A later memorial service for Jones was held in December 1909 at the Kanawha Light Lodge No. 1637 in Charleston. In 1911, the Lincoln School Alumni Association unveiled a white marble memorial plaque at the school in Jones's memory.

The university named West Virginia State's Jones Hall in his honor. Jones Hall was built in 1924 and originally served as the institute's elementary training school and laboratory for observation and directed teaching of elementary-level grades.

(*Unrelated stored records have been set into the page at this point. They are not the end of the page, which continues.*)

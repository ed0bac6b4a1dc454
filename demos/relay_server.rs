//! Relay server demo
//!
//! Run with: cargo run --example relay_server [BIND_ADDR]
//!
//! Examples:
//!   cargo run --example relay_server                    # binds to 0.0.0.0:7400
//!   cargo run --example relay_server localhost          # binds to 127.0.0.1:7400
//!   cargo run --example relay_server 127.0.0.1:7401     # binds to 127.0.0.1:7401
//!
//! Point `scoreboard_viewer` at the same address to watch a match.

use std::net::SocketAddr;
use std::sync::Arc;
use std::time::Duration;

use matchcast::protocol::constants::DEFAULT_RELAY_PORT;
use matchcast::{RelayServer, ServerConfig};

/// Parse bind address from command line argument.
///
/// Accepts "localhost", "localhost:PORT", "IP" and "IP:PORT".
fn parse_bind_addr(arg: &str) -> Result<SocketAddr, String> {
    let normalized = arg.replace("localhost", "127.0.0.1");

    if let Ok(addr) = normalized.parse::<SocketAddr>() {
        return Ok(addr);
    }

    if let Ok(ip) = normalized.parse::<std::net::IpAddr>() {
        return Ok(SocketAddr::new(ip, DEFAULT_RELAY_PORT));
    }

    Err(format!(
        "Invalid bind address: '{}'. Expected format: IP:PORT or IP or 'localhost'",
        arg
    ))
}

fn print_usage() {
    eprintln!("Usage: relay_server [BIND_ADDR]");
    eprintln!();
    eprintln!("Arguments:");
    eprintln!("  BIND_ADDR    Address to bind to (default: 0.0.0.0:{})", DEFAULT_RELAY_PORT);
}

#[tokio::main]
async fn main() -> Result<(), Box<dyn std::error::Error>> {
    let args: Vec<String> = std::env::args().collect();

    if args.iter().any(|a| a == "--help" || a == "-h") {
        print_usage();
        return Ok(());
    }

    let mut config = ServerConfig::default();
    if let Some(arg) = args.get(1) {
        match parse_bind_addr(arg) {
            Ok(addr) => config = config.bind(addr),
            Err(e) => {
                eprintln!("Error: {}", e);
                eprintln!();
                print_usage();
                std::process::exit(1);
            }
        }
    }

    tracing_subscriber::fmt()
        .with_env_filter(
            tracing_subscriber::EnvFilter::from_default_env()
                .add_directive("matchcast=debug".parse()?)
                .add_directive("relay_server=debug".parse()?),
        )
        .init();

    println!("Starting relay on {}", config.bind_addr);

    let server = Arc::new(RelayServer::new(config));

    // Periodic stats line
    let reporter = Arc::clone(&server);
    tokio::spawn(async move {
        let mut interval = tokio::time::interval(Duration::from_secs(30));
        interval.tick().await;
        loop {
            interval.tick().await;
            let stats = reporter.stats().await;
            println!(
                "Stats: rooms={} connections={} publishes={} deliveries={} dropped={}",
                stats.active_rooms,
                stats.active_connections,
                stats.publishes,
                stats.deliveries,
                stats.dropped_deliveries,
            );
        }
    });

    let result = server
        .run_until(async {
            let _ = tokio::signal::ctrl_c().await;
            println!("\nShutting down...");
        })
        .await;

    if let Err(e) = result {
        eprintln!("Server error: {}", e);
    }

    Ok(())
}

Jones Hall is currently home to West Virginia State's University Printing Services, and the National Center for Human Relations, a forum for "communication, understanding, and cooperation among people, groups, and institutions with a special focus on issues of human diversity and race relations".

== Personal life ==
=== Marriage and family ===
On December 27, 1888, Jones married Carrie M. Harrison of Harmar, Marietta, Ohio. They were married until Harrison's death in 1893; the couple had no children together. Jones then married Elizabeth Moore of Cincinnati. They remained married until his death in 1909, and had no children. Both of Jones's wives had been teachers hired by him at the schools he headed.